**Task brief**.
All of the entries are to be restated word for word.

**Supplied material**.
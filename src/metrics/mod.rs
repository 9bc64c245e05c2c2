//! Holdout evaluation metrics.

pub mod classification;
pub mod regression;

pub use classification::*;
pub use regression::*;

**Answer to this task**.
filename src/metrics/mod.rs
repository 9bc64c245e05c2c2
//! Holdout evaluation metrics.

pub mod classification;
pub mod regression;

pub use classification::*;
pub use regression::*;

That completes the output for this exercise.